Thuya mummy. She was the mother of Queen Tiye, grandmother of Akhenaten and great-grandmother of Tutankhamun.

Kane Khanh | Archeaology
April 8, 2024

Thuya is believed to be a descendant of Queen Ahmose-Nefertari, and she held many official roles in the interwoven religion and government of ancient Egypt. She was involved in many religious cults; her titles included ‘Singer of Hathor’ and ‘Chief of the Entertainers’ of both Amun and Min.[4] She also held the influential offices of Superintendent of the Harem of the god Min of Akhmin and of Amun of Thebes.[5] She married Yuya, a powerful ancient Egyptian courtier of the Eighteenth Dynasty.

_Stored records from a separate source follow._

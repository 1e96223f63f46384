//! Error types for template compilation and clone lifecycle operations

use thiserror::Error;

/// Errors raised by engine operations.
///
/// `TemplateNotFound` and `ContainerMissing` are contract violations: they
/// indicate broken markup or a broken caller, so the operation aborts and
/// nothing is retried. `MalformedRule` is constructed during compilation,
/// logged, and skipped so that partially annotated markup still compiles.
#[derive(Debug, Error)]
pub enum EngineError {
    /// No template with the given name exists in the registry or the document
    #[error("template not found: {name}")]
    TemplateNotFound { name: String },

    /// A nested template was cloned without an explicit container
    #[error("container missing for nested template: {name}")]
    ContainerMissing { name: String },

    /// A transform or callback name has no registered hook
    #[error("callback not registered: {name}")]
    CallbackUnresolved { name: String },

    /// A directive attribute's value does not match the token grammar
    #[error("malformed {directive} rule: {value:?}")]
    MalformedRule { directive: String, value: String },
}
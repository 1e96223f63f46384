//! Markup tree: arena storage, lenient parsing, and serialization

mod arena;
mod parse;
mod write;

pub use arena::{Document, Element, NodeId, NodeKind, NodeState};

She is believed to have died in around 1375 BC in her early to mid 50s.

What's that on the face of King Tut's grandma?


Yuya and Thuya had a daughter named Tiye, who became the Great Royal Wife of Pharaoh Amenhotep III. The great royal wife was the highest Egyptian religious position, serving alongside of the pharaoh in official ceremonies and rituals.

Yuya and Thuya also had a son named Anen, who carried the titles Chancellor of Lower Egypt, Second Prophet of Amun, sm-priest of Heliopolis and Divine Father.[6]

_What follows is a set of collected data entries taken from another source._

//! Arena-backed markup tree
//!
//! Nodes live in one flat arena and address each other by index, so a
//! compiled template can be instantiated by deep-copying its subtree
//! without any shared handles. Detached subtrees (compiled templates,
//! removed clones) stay in the arena but are unreachable from the root.

use std::collections::HashMap;

use serde_json::Value;

use crate::compile::rules::RuleSet;

/// Index of a node in the document arena.
#[derive(Debug, Clone, Copy, PartialEq, Eq, Hash, PartialOrd, Ord)]
pub struct NodeId(u32);

impl NodeId {
    fn index(self) -> usize {
        self.0 as usize
    }
}

/// A single arena node: element or text.
#[derive(Debug, Clone)]
pub enum NodeKind {
    Element(Element),
    Text(String),
}

/// Runtime state attached to element nodes.
///
/// Clone roots carry a model and ordinal; containers carry per-template
/// counters and the recorded interleaving of sibling template names.
#[derive(Debug, Clone, Default)]
pub struct NodeState {
    /// Bound data for a clone root
    pub model: Option<Value>,
    /// 1-based ordinal for a clone root
    pub count: u32,
    /// Per-template-name rolling instance counters (containers)
    pub counts: HashMap<String, u32>,
    /// Ordered template names interleaved in this container; `None` marks
    /// a child that is not a template
    pub contents: Option<Vec<Option<String>>>,
}

/// An element node.
#[derive(Debug, Clone)]
pub struct Element {
    pub tag: String,
    /// Attributes in tokenizer order, `class` excluded
    attrs: Vec<(String, String)>,
    classes: Vec<String>,
    /// Boolean properties applied by property rules
    props: Vec<(String, bool)>,
    /// Visibility toggled by the require/missing/true/false rules
    pub visible: bool,
    /// Live value of a form control, overriding any static attribute
    pub control_value: Option<String>,
    /// Compiled binding rules, present only on rule-carrying nodes
    pub rules: Option<Box<RuleSet>>,
    pub state: NodeState,
}

impl Element {
    pub fn new(tag: impl Into<String>) -> Self {
        Self {
            tag: tag.into(),
            attrs: Vec::new(),
            classes: Vec::new(),
            props: Vec::new(),
            visible: true,
            control_value: None,
            rules: None,
            state: NodeState::default(),
        }
    }

    pub fn attr(&self, name: &str) -> Option<&str> {
        self.attrs
            .iter()
            .find(|(n, _)| n == name)
            .map(|(_, v)| v.as_str())
    }

    pub fn set_attr(&mut self, name: &str, value: impl Into<String>) {
        let value = value.into();
        match self.attrs.iter_mut().find(|(n, _)| n == name) {
            Some(slot) => slot.1 = value,
            None => self.attrs.push((name.to_string(), value)),
        }
    }

    pub fn remove_attr(&mut self, name: &str) {
        self.attrs.retain(|(n, _)| n != name);
    }

    pub fn attrs(&self) -> &[(String, String)] {
        &self.attrs
    }

    pub fn has_class(&self, class: &str) -> bool {
        self.classes.iter().any(|c| c == class)
    }

    pub fn add_class(&mut self, class: &str) {
        if !class.is_empty() && !self.has_class(class) {
            self.classes.push(class.to_string());
        }
    }

    pub fn remove_class(&mut self, class: &str) {
        self.classes.retain(|c| c != class);
    }

    pub fn toggle_class(&mut self, class: &str, on: bool) {
        if on {
            self.add_class(class);
        } else {
            self.remove_class(class);
        }
    }

    pub fn classes(&self) -> &[String] {
        &self.classes
    }

    pub fn prop(&self, name: &str) -> bool {
        self.props
            .iter()
            .find(|(n, _)| n == name)
            .map(|(_, v)| *v)
            .unwrap_or(false)
    }

    pub fn set_prop(&mut self, name: &str, value: bool) {
        match self.props.iter_mut().find(|(n, _)| n == name) {
            Some(slot) => slot.1 = value,
            None => self.props.push((name.to_string(), value)),
        }
    }

    pub fn props(&self) -> &[(String, bool)] {
        &self.props
    }

    /// Rules accessor that creates an empty set on first use.
    pub fn rules_mut(&mut self) -> &mut RuleSet {
        self.rules.get_or_insert_with(Default::default)
    }
}

struct Node {
    parent: Option<NodeId>,
    children: Vec<NodeId>,
    kind: NodeKind,
}

/// The live markup document: an arena plus a synthetic root element that
/// holds the parsed top-level nodes.
pub struct Document {
    nodes: Vec<Node>,
    root: NodeId,
}

impl Default for Document {
    fn default() -> Self {
        Self::new()
    }
}

impl Document {
    /// Create an empty document.
    pub fn new() -> Self {
        let mut doc = Document {
            nodes: Vec::new(),
            root: NodeId(0),
        };
        doc.root = doc.push(NodeKind::Element(Element::new("#document")));
        doc
    }

    pub fn root(&self) -> NodeId {
        self.root
    }

    fn push(&mut self, kind: NodeKind) -> NodeId {
        let id = NodeId(self.nodes.len() as u32);
        self.nodes.push(Node {
            parent: None,
            children: Vec::new(),
            kind,
        });
        id
    }

    pub fn create_element(&mut self, tag: impl Into<String>) -> NodeId {
        self.push(NodeKind::Element(Element::new(tag)))
    }

    pub fn create_text(&mut self, text: impl Into<String>) -> NodeId {
        self.push(NodeKind::Text(text.into()))
    }

    pub fn kind(&self, id: NodeId) -> &NodeKind {
        &self.nodes[id.index()].kind
    }

    pub fn is_element(&self, id: NodeId) -> bool {
        matches!(self.nodes[id.index()].kind, NodeKind::Element(_))
    }

    pub fn elem(&self, id: NodeId) -> Option<&Element> {
        match &self.nodes[id.index()].kind {
            NodeKind::Element(e) => Some(e),
            NodeKind::Text(_) => None,
        }
    }

    pub fn elem_mut(&mut self, id: NodeId) -> Option<&mut Element> {
        match &mut self.nodes[id.index()].kind {
            NodeKind::Element(e) => Some(e),
            NodeKind::Text(_) => None,
        }
    }

    pub fn text(&self, id: NodeId) -> Option<&str> {
        match &self.nodes[id.index()].kind {
            NodeKind::Text(t) => Some(t.as_str()),
            NodeKind::Element(_) => None,
        }
    }

    pub fn set_text(&mut self, id: NodeId, text: impl Into<String>) {
        if let NodeKind::Text(t) = &mut self.nodes[id.index()].kind {
            *t = text.into();
        }
    }

    pub fn parent(&self, id: NodeId) -> Option<NodeId> {
        self.nodes[id.index()].parent
    }

    pub fn children(&self, id: NodeId) -> &[NodeId] {
        &self.nodes[id.index()].children
    }

    /// Attach `child` as the last child of `parent`, detaching it from any
    /// previous position first.
    pub fn append(&mut self, parent: NodeId, child: NodeId) {
        self.detach(child);
        self.nodes[parent.index()].children.push(child);
        self.nodes[child.index()].parent = Some(parent);
    }

    pub fn prepend(&mut self, parent: NodeId, child: NodeId) {
        self.detach(child);
        self.nodes[parent.index()].children.insert(0, child);
        self.nodes[child.index()].parent = Some(parent);
    }

    /// Insert `child` immediately before `anchor` among its siblings.
    pub fn insert_before(&mut self, anchor: NodeId, child: NodeId) {
        let Some(parent) = self.parent(anchor) else {
            return;
        };
        self.detach(child);
        let pos = self.nodes[parent.index()]
            .children
            .iter()
            .position(|c| *c == anchor)
            .unwrap_or(0);
        self.nodes[parent.index()].children.insert(pos, child);
        self.nodes[child.index()].parent = Some(parent);
    }

    /// Insert `child` immediately after `anchor` among its siblings.
    pub fn insert_after(&mut self, anchor: NodeId, child: NodeId) {
        let Some(parent) = self.parent(anchor) else {
            return;
        };
        self.detach(child);
        let pos = self.nodes[parent.index()]
            .children
            .iter()
            .position(|c| *c == anchor)
            .map(|p| p + 1)
            .unwrap_or(self.nodes[parent.index()].children.len());
        self.nodes[parent.index()].children.insert(pos, child);
        self.nodes[child.index()].parent = Some(parent);
    }

    /// Remove `id` from its parent's child list. The subtree stays intact
    /// and can be re-attached later.
    pub fn detach(&mut self, id: NodeId) {
        if let Some(parent) = self.nodes[id.index()].parent.take() {
            self.nodes[parent.index()].children.retain(|c| *c != id);
        }
    }

    pub fn clear_children(&mut self, id: NodeId) {
        let children = std::mem::take(&mut self.nodes[id.index()].children);
        for child in children {
            self.nodes[child.index()].parent = None;
        }
    }

    /// Deep-copy a subtree, returning the detached copy's root. Rules and
    /// runtime state are cloned along with structure.
    pub fn deep_copy(&mut self, id: NodeId) -> NodeId {
        let kind = self.nodes[id.index()].kind.clone();
        let copy = self.push(kind);
        let children: Vec<NodeId> = self.nodes[id.index()].children.clone();
        for child in children {
            let child_copy = self.deep_copy(child);
            self.nodes[copy.index()].children.push(child_copy);
            self.nodes[child_copy.index()].parent = Some(copy);
        }
        copy
    }

    /// All descendants of `id` in pre-order, excluding `id` itself.
    pub fn descendants(&self, id: NodeId) -> Vec<NodeId> {
        let mut out = Vec::new();
        self.collect_descendants(id, &mut out);
        out
    }

    fn collect_descendants(&self, id: NodeId, out: &mut Vec<NodeId>) {
        for child in self.children(id) {
            out.push(*child);
            self.collect_descendants(*child, out);
        }
    }

    /// `id` and all its descendants in pre-order.
    pub fn subtree(&self, id: NodeId) -> Vec<NodeId> {
        let mut out = vec![id];
        self.collect_descendants(id, &mut out);
        out
    }

    /// Nearest ancestor-or-self element matching the predicate.
    pub fn closest(
        &self,
        id: NodeId,
        pred: impl Fn(&Element) -> bool,
    ) -> Option<NodeId> {
        let mut current = Some(id);
        while let Some(node) = current {
            if let Some(elem) = self.elem(node) {
                if pred(elem) {
                    return Some(node);
                }
            }
            current = self.parent(node);
        }
        None
    }

    pub fn has_class(&self, id: NodeId, class: &str) -> bool {
        self.elem(id).is_some_and(|e| e.has_class(class))
    }

    /// Direct element children, text nodes excluded.
    pub fn element_children(&self, parent: NodeId) -> Vec<NodeId> {
        self.children(parent)
            .iter()
            .copied()
            .filter(|c| self.is_element(*c))
            .collect()
    }

    /// Direct element children carrying the given class, in order.
    pub fn children_with_class(&self, parent: NodeId, class: &str) -> Vec<NodeId> {
        self.children(parent)
            .iter()
            .copied()
            .filter(|c| self.has_class(*c, class))
            .collect()
    }

    /// Descendant elements carrying the given class, in document order.
    pub fn descendants_with_class(&self, id: NodeId, class: &str) -> Vec<NodeId> {
        self.descendants(id)
            .into_iter()
            .filter(|d| self.has_class(*d, class))
            .collect()
    }

    /// First element in the live document whose `id` attribute matches.
    pub fn find_by_id(&self, name: &str) -> Option<NodeId> {
        self.subtree(self.root).into_iter().find(|n| {
            self.elem(*n)
                .is_some_and(|e| e.attr("id") == Some(name))
        })
    }

    /// Concatenated text of all descendant text nodes.
    pub fn deep_text(&self, id: NodeId) -> String {
        let mut out = String::new();
        for node in self.subtree(id) {
            if let Some(t) = self.text(node) {
                out.push_str(t);
            }
        }
        out
    }
}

Tomb of Yuya and Thuya - Wikipedia

They also may have been the parents of Ay,[7] an Egyptian courtier active during the reign of pharaoh Akhenaten who became pharaoh after the death of Tutankhamun. However, there is no conclusive evidence regarding the kinship of Yuya and Ay, although certainly, both men came from Akhmim.[8]


Main article: Tomb of Yuya and Thuya

The mummy of Thuya

Thuya was interred in tomb KV46 in the Valley of the Kings, together with her husband Yuya, where their largely intact burial was found in 1905. It was the best-preserved tomb discovered in the Valley before that of Tutankhamun, Thuya’s great-grandson.[9] The tomb was discovered by a team of workmen led by archaeologist James Quibell on behalf of the American millionaire Theodore M. Davis.[1][2] Though the tomb had been robbed in antiquity, much of its contents were still present, including beds, boxes, chests, a chariot, and the sarcophagi, coffins, and mummies of the two occupants.[2]

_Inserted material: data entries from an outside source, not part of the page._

//! Serializing the arena tree back to markup
//!
//! Output is the observable surface of the engine: tests and callers
//! compare rendered markup, so serialization is deterministic — classes
//! first, attributes in stored order, boolean properties last.

use super::arena::{Document, Element, NodeId, NodeKind};
use super::parse::is_void_element;

impl Document {
    /// Serialize the whole document (children of the synthetic root).
    pub fn markup(&self) -> String {
        self.inner_markup(self.root())
    }

    /// Serialize the children of `id`.
    pub fn inner_markup(&self, id: NodeId) -> String {
        let mut out = String::new();
        for child in self.children(id) {
            self.write_node(*child, &mut out);
        }
        out
    }

    /// Serialize `id` including its own tag.
    pub fn outer_markup(&self, id: NodeId) -> String {
        let mut out = String::new();
        self.write_node(id, &mut out);
        out
    }

    fn write_node(&self, id: NodeId, out: &mut String) {
        match self.kind(id) {
            NodeKind::Text(text) => out.push_str(&escape_text(text)),
            NodeKind::Element(elem) => self.write_element(id, elem, out),
        }
    }

    fn write_element(&self, id: NodeId, elem: &Element, out: &mut String) {
        out.push('<');
        out.push_str(&elem.tag);

        if !elem.classes().is_empty() {
            out.push_str(" class=\"");
            out.push_str(&escape_attr(&elem.classes().join(" ")));
            out.push('"');
        }

        let value_override = elem.control_value.is_some() && elem.tag == "input";
        for (name, value) in elem.attrs() {
            // live control value and boolean props shadow static attributes
            if elem.props().iter().any(|(n, _)| n == name) {
                continue;
            }
            if value_override && name == "value" {
                continue;
            }
            out.push(' ');
            out.push_str(name);
            out.push_str("=\"");
            out.push_str(&escape_attr(value));
            out.push('"');
        }

        if value_override {
            out.push_str(" value=\"");
            out.push_str(&escape_attr(elem.control_value.as_deref().unwrap_or("")));
            out.push('"');
        }

        for (name, on) in elem.props() {
            if *on {
                out.push(' ');
                out.push_str(name);
            }
        }

        if !elem.visible {
            out.push_str(" hidden");
        }

        out.push('>');

        if is_void_element(&elem.tag) {
            return;
        }

        if elem.tag == "textarea" {
            if let Some(value) = &elem.control_value {
                out.push_str(&escape_text(value));
            } else {
                for child in self.children(id) {
                    self.write_node(*child, out);
                }
            }
        } else {
            for child in self.children(id) {
                self.write_node(*child, out);
            }
        }

        out.push_str("</");
        out.push_str(&elem.tag);
        out.push('>');
    }
}

fn escape_text(text: &str) -> String {
    let mut out = String::with_capacity(text.len());
    for ch in text.chars() {
        match ch {
            '&' => out.push_str("&amp;"),
            '<' => out.push_str("&lt;"),
            '>' => out.push_str("&gt;"),
            other => out.push(other),
        }
    }
    out
}

fn escape_attr(value: &str) -> String {
    let mut out = String::with_capacity(value.len());
    for ch in value.chars() {
        match ch {
            '&' => out.push_str("&amp;"),
            '"' => out.push_str("&quot;"),
            '<' => out.push_str("&lt;"),
            other => out.push(other),
        }
    }
    out
}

Thuya’s large gilded and black-painted wooden sarcophagus was placed against the south wall of the tomb.[2] It is rectangular, with a lid shaped like the sloping roof of the per-wer shrine of Upper Egypt, and sits on ornamental sledge runners, their non-functionality underscored by the three battens attached below them.[10] Ancient robbers had partially dismantled it to access her coffins and mummy, placing its lid and one long side on a bed on the other side of the tomb; the other long side had been leaned against the south wall. Her outer gilded anthropoid coffin had been removed, its lid placed atop the beds, and the trough put into the far corner of the tomb; the lid of her second (innermost) coffin, also gilded, had been removed and placed to one side although the trough and her mummy remained inside the sarcophagus. Quibell suggests this is due to the robbers having some difficulty in removing the lid of this coffin.[2]


Thuya’s mummified body was found covered with a large sheet of linen, knotted at the back and secured by four bandages. These bands were covered with resin and opposite each band were her gilded titles cut from gold foil. The resin coating on the lower layers of bandages preserved the impression of a large broad collar.[11] The mummy bands that had once covered her wrapped mummy were recovered above the storage jars on the far side of the room.[2]

The first examination of her body was conducted by Australian anatomist Grafton Elliot Smith. He found her to be an elderly woman of small stature, 1.495 metres (4.90 ft) in height, with white hair. Both of her earlobes had two piercings. Her arms are straight at her sides with her hands against the outside of her thighs. Her embalming incision is stitched with thread, to which a carnelian barrel bead is attached at the lower end; her body cavity is stuffed with resin-soaked linen. When Douglas Derry, (who later conducted the first examination of Tutankhamun’s mummy) assisting Smith in his examination, exposed Thuya’s feet to get an accurate measurement of her height, he found her to be wearing gold foil sandals. Smith estimated her age at more than 50 years based on her outward appearance alone.[11] CT scanning has estimated her age at death to be 50–60 years old. Her brain was removed, though no embalming material was inserted, and both nostrils were stuffed with linen. Embalming packs had been placed into her eye sockets, and subcutaneous filling had been placed into her mid and lower face to restore a lifelike appearance;[12] embalming material had also been placed into her mouth and throat. Her teeth were in poor condition at the time of her death, with missing molars.[13] Heavy wear and abscesses had been noted in earlier x-rays.[14] The scan revealed that she had mild scoliosis with a Cobb angle of 25 degrees. No cause of death could be determined.[13] Her mummy has the inventory number CG 51191.[15]